Societies can foster intellectual liberty only by somehow restraining those who would deny it
One aspect of Milton’s arguments against prepublication licensing is indeed an insistence that parliament’s reimposition of licensing was influenced by lobbying from the Company of Stationers, whom he accused of seeking to retain a commercial monopoly on the print trade. His images of truth sometimes continue this commercial theme as he transfers the charge of monopoly from economic to intellectual and religious contexts: ‘Truth and understanding are not such wares as to be monopolised and traded in by tickets, and statutes, and standards.’ To allow any interest group to control the circulation of ideas, in the way that a company seeks to control the market in pursuit of its own profit, will lead to the general intellectual and spiritual poverty of a society.

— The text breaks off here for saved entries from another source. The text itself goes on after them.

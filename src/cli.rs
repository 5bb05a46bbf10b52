//! Command-line interface definitions for ticker_news.
//!
//! Flags override values from the optional YAML settings file, which in turn
//! override the built-in defaults.

use crate::config::Settings;
use clap::Parser;
use std::path::PathBuf;

/// Fetch and clean recent news articles about a stock ticker.
///
/// # Examples
///
/// ```sh
/// # Last 3 days, at most 5 articles
/// ticker_news BBCA -n 3 -m 5
///
/// # Also write the cleaned table as JSON
/// ticker_news BBCA -j ./json
/// ```
#[derive(Parser, Debug)]
#[command(author, version, about)]
pub struct Cli {
    /// Ticker symbol to search news for
    pub ticker: String,

    /// Fetch news from the past N days up to today
    #[arg(short, long)]
    pub n_days: Option<u32>,

    /// Maximum number of articles to fetch
    #[arg(short, long)]
    pub max_articles: Option<usize>,

    /// Seconds to wait after each article download
    #[arg(long)]
    pub delay_secs: Option<u64>,

    /// Search interface language (e.g. "id")
    #[arg(long)]
    pub language: Option<String>,

    /// Search region code (e.g. "ID")
    #[arg(long)]
    pub country: Option<String>,

    /// Optional path to a config.yaml file
    #[arg(short, long, env = "TICKER_NEWS_CONFIG")]
    pub config: Option<PathBuf>,

    /// Output directory for the cleaned table as JSON
    #[arg(short, long)]
    pub json_output_dir: Option<String>,
}

impl Cli {
    /// Apply flags on top of `settings`.
    pub fn merge_into(&self, mut settings: Settings) -> Settings {
        if let Some(n_days) = self.n_days {
            settings.n_days = n_days;
        }
        if let Some(max_articles) = self.max_articles {
            settings.max_articles = max_articles;
        }
        if let Some(delay_secs) = self.delay_secs {
            settings.delay_secs = delay_secs;
        }
        if let Some(language) = &self.language {
            settings.language = language.clone();
        }
        if let Some(country) = &self.country {
            settings.country = country.clone();
        }
        settings
    }
}
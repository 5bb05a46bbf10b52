//! YAML settings file.
//!
//! Every key is optional; missing keys take the defaults below. Command-line
//! flags override whatever the file says.
//!
//! ```yaml
//! language: id
//! country: ID
//! n_days: 2
//! max_articles: 25
//! delay_secs: 10
//! jitter_ms: 0
//! request_timeout_secs: 7
//! user_agent: "Mozilla/5.0 (compatible; ticker_news/0.1)"
//! ```

use crate::error::ConfigError;
use crate::fetcher::{FetchOptions, Pause};
use serde::Deserialize;
use std::path::Path;
use std::time::Duration;
use tracing::{info, instrument};

pub const DEFAULT_USER_AGENT: &str =
    "Mozilla/5.0 (Windows NT 10.0; Win64; x64) AppleWebKit/537.36 (KHTML, like Gecko) Chrome/124.0 Safari/537.36";

#[derive(Debug, Clone, PartialEq, Eq, Deserialize)]
#[serde(default)]
pub struct Settings {
    pub language: String,
    pub country: String,
    pub n_days: u32,
    pub max_articles: usize,
    pub delay_secs: u64,
    pub jitter_ms: u64,
    pub request_timeout_secs: u64,
    pub user_agent: String,
}

impl Default for Settings {
    fn default() -> Self {
        Self {
            language: "id".to_string(),
            country: "ID".to_string(),
            n_days: 2,
            max_articles: 25,
            delay_secs: 10,
            jitter_ms: 0,
            request_timeout_secs: 7,
            user_agent: DEFAULT_USER_AGENT.to_string(),
        }
    }
}

impl Settings {
    /// Load settings from `path`, or the defaults when no path is given.
    #[instrument(level = "info")]
    pub fn load(path: Option<&Path>) -> Result<Self, ConfigError> {
        let Some(path) = path else {
            return Ok(Self::default());
        };
        let path_str = path.display().to_string();
        let raw = std::fs::read_to_string(path).map_err(|source| ConfigError::Io {
            path: path_str.clone(),
            source,
        })?;
        let settings = Self::from_yaml(&raw).map_err(|source| ConfigError::Yaml {
            path: path_str.clone(),
            source,
        })?;
        info!(path = %path_str, "Loaded settings");
        Ok(settings)
    }

    pub fn from_yaml(raw: &str) -> Result<Self, serde_yaml::Error> {
        if raw.trim().is_empty() {
            return Ok(Self::default());
        }
        serde_yaml::from_str(raw)
    }

    pub fn request_timeout(&self) -> Duration {
        Duration::from_secs(self.request_timeout_secs)
    }

    pub fn fetch_options(&self) -> FetchOptions {
        FetchOptions {
            n_days: self.n_days,
            max_articles: self.max_articles,
            language: self.language.clone(),
            country: self.country.clone(),
            pause: Pause {
                delay: Duration::from_secs(self.delay_secs),
                jitter: Duration::from_millis(self.jitter_ms),
            },
        }
    }
}

#[cfg(test)]
mod tests {
    use super::*;
    use std::io::Write;

    #[test]
    fn test_defaults_match_fetch_defaults() {
        assert_eq!(Settings::default().fetch_options(), FetchOptions::default());
    }

    #[test]
    fn test_partial_yaml_keeps_defaults() {
        let settings = Settings::from_yaml("max_articles: 5\ndelay_secs: 1\n").unwrap();
        assert_eq!(settings.max_articles, 5);
        assert_eq!(settings.delay_secs, 1);
        assert_eq!(settings.n_days, 2);
        assert_eq!(settings.language, "id");
    }

    #[test]
    fn test_empty_yaml_is_default() {
        assert_eq!(Settings::from_yaml("  \n").unwrap(), Settings::default());
    }

    #[test]
    fn test_load_from_file_and_report_bad_yaml() {
        let mut good = tempfile::NamedTempFile::new().unwrap();
        writeln!(good, "country: US\nlanguage: en").unwrap();
        let settings = Settings::load(Some(good.path())).unwrap();
        assert_eq!(settings.country, "US");
        assert_eq!(settings.language, "en");

        let mut bad = tempfile::NamedTempFile::new().unwrap();
        writeln!(bad, "n_days: [not, a, number]").unwrap();
        assert!(matches!(
            Settings::load(Some(bad.path())),
            Err(ConfigError::Yaml { .. })
        ));
    }

    #[test]
    fn test_missing_file_is_io_error() {
        let err = Settings::load(Some(Path::new("/nonexistent/ticker_news.yaml"))).unwrap_err();
        assert!(matches!(err, ConfigError::Io { .. }));
    }
}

Yet for all the surface similarities between the liberal concept of an untrammelled, deregulated marketplace of ideas and Milton’s demand for an absence of legislation, which would allow readers to choose the good and the true and reject the false and evil, Milton was not only insistent that bad books should be suppressed, once they had been found to be bad, but adamant also that those who sought to espouse intolerance should themselves be denied the freedom to do so:
I mean not tolerated Popery, and open superstition, which, as it extirpates all religions and civil supremacies, so itself should be extirpate, provided first that all charitable and compassionate means be used to win and regain the weak and the misled.

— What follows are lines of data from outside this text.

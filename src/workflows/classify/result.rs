use crate::error::ClassifierError;
use serde::{Deserialize, Serialize};

/// The entity half of a classification. Not stored by the procedure.
#[derive(Debug, Clone, PartialEq, Eq, Serialize, Deserialize)]
pub struct ClassificationRequest {
    pub name: String,
    pub description: String,
}

impl ClassificationRequest {
    pub fn new<S: Into<String>>(name: S, description: S) -> Self {
        Self {
            name: name.into(),
            description: description.into(),
        }
    }
}

/// Inputs echoed back alongside both stage outputs. `answer` is the model's raw text.
#[derive(Debug, Clone, PartialEq, Eq, Serialize, Deserialize)]
pub struct ClassificationResult {
    pub concept: String,
    pub definition: String,
    pub entity: String,
    pub description: String,
    pub rationale: String,
    pub answer: String,
}

impl ClassificationResult {
    /// Interprets `answer` after trimming and lowercasing it.
    pub fn verdict(&self) -> crate::Result<Verdict, ClassifierError> {
        self.answer.parse()
    }
}

impl std::fmt::Display for ClassificationResult {
    fn fmt(&self, f: &mut std::fmt::Formatter<'_>) -> std::fmt::Result {
        writeln!(f, "{}Concept\x1b[0m: {}", RESULT_GRADIENT[0], self.concept)?;
        writeln!(f, "{}Entity\x1b[0m: {}", RESULT_GRADIENT[1], self.entity)?;
        writeln!(f, "{}Rationale\x1b[0m: {}", RESULT_GRADIENT[2], self.rationale.trim())?;
        writeln!(f, "{}Answer\x1b[0m: {}", RESULT_GRADIENT[3], self.answer.trim())
    }
}

static RESULT_GRADIENT: [&str; 4] = [
    "\x1B[38;2;92;244;37m",
    "\x1B[38;2;0;225;149m",
    "\x1B[38;2;0;201;196m",
    "\x1B[38;2;0;170;222m",
];

#[derive(Debug, Clone, Copy, PartialEq, Eq, Serialize, Deserialize)]
#[serde(rename_all = "lowercase")]
pub enum Verdict {
    Positive,
    Negative,
}

impl Verdict {
    pub fn is_positive(&self) -> bool {
        matches!(self, Verdict::Positive)
    }
}

impl std::str::FromStr for Verdict {
    type Err = ClassifierError;

    fn from_str(s: &str) -> Result<Self, Self::Err> {
        match s.trim().to_lowercase().as_str() {
            "positive" => Ok(Verdict::Positive),
            "negative" => Ok(Verdict::Negative),
            _ => Err(ClassifierError::UnparseableAnswer(s.to_owned())),
        }
    }
}

impl std::fmt::Display for Verdict {
    fn fmt(&self, f: &mut std::fmt::Formatter<'_>) -> std::fmt::Result {
        match self {
            Verdict::Positive => write!(f, "positive"),
            Verdict::Negative => write!(f, "negative"),
        }
    }
}

#[cfg(test)]
mod tests {
    use super::*;

    fn result_with_answer(answer: &str) -> ClassificationResult {
        ClassificationResult {
            concept: "mammal".to_string(),
            definition: "warm-blooded".to_string(),
            entity: "dog".to_string(),
            description: "a domesticated canine".to_string(),
            rationale: "Dogs are warm-blooded.".to_string(),
            answer: answer.to_string(),
        }
    }

    #[test]
    fn verdict_normalizes_case_and_whitespace() {
        assert_eq!(result_with_answer("positive").verdict().unwrap(), Verdict::Positive);
        assert_eq!(result_with_answer(" Positive\n").verdict().unwrap(), Verdict::Positive);
        assert_eq!(result_with_answer("NEGATIVE").verdict().unwrap(), Verdict::Negative);
    }

    #[test]
    fn verdict_rejects_anything_else() {
        for answer in ["", "yes", "positive.", "Answer: negative", "not negative"] {
            match result_with_answer(answer).verdict() {
                Err(ClassifierError::UnparseableAnswer(raw)) => assert_eq!(raw, answer),
                other => panic!("expected UnparseableAnswer for {answer:?}, got {other:?}"),
            }
        }
    }

    #[test]
    fn serializes_with_template_field_names() {
        let value = serde_json::to_value(result_with_answer("positive")).unwrap();
        for key in ["concept", "definition", "entity", "description", "rationale", "answer"] {
            assert!(value.get(key).is_some(), "missing {key}");
        }
        assert_eq!(serde_json::to_value(Verdict::Negative).unwrap(), "negative");
    }
}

The second part of this statement, which asserts the importance of charity and persuasion, is usually left out by those quoting the first part to show that Milton was, at heart, a religious bigot, and that his ideas about free speech and intellectual liberty have little to teach us about liberalism today. Nonetheless, Milton remains vague on whether he means by this that prepublication censorship is, after all, permissible in the case of those who would impose the structural repression of free speech by ‘extirpating’, or destroying utterly, all other forms of belief and government. The issue of whether we should tolerate those who would take advantage of freedom of speech to encourage violence, illegality and intolerance is today more urgent and live than it has ever been, whether in relation to ‘hate speech’ or to religious extremism. Milton, writing in the midst of a devastating civil war, maintained that societies can foster intellectual liberty only by somehow restraining those who would deny it: in its rousingly eloquent articulation of problems that continue to bedevil liberalism, the arguments of Areopagitica still matter in the information age.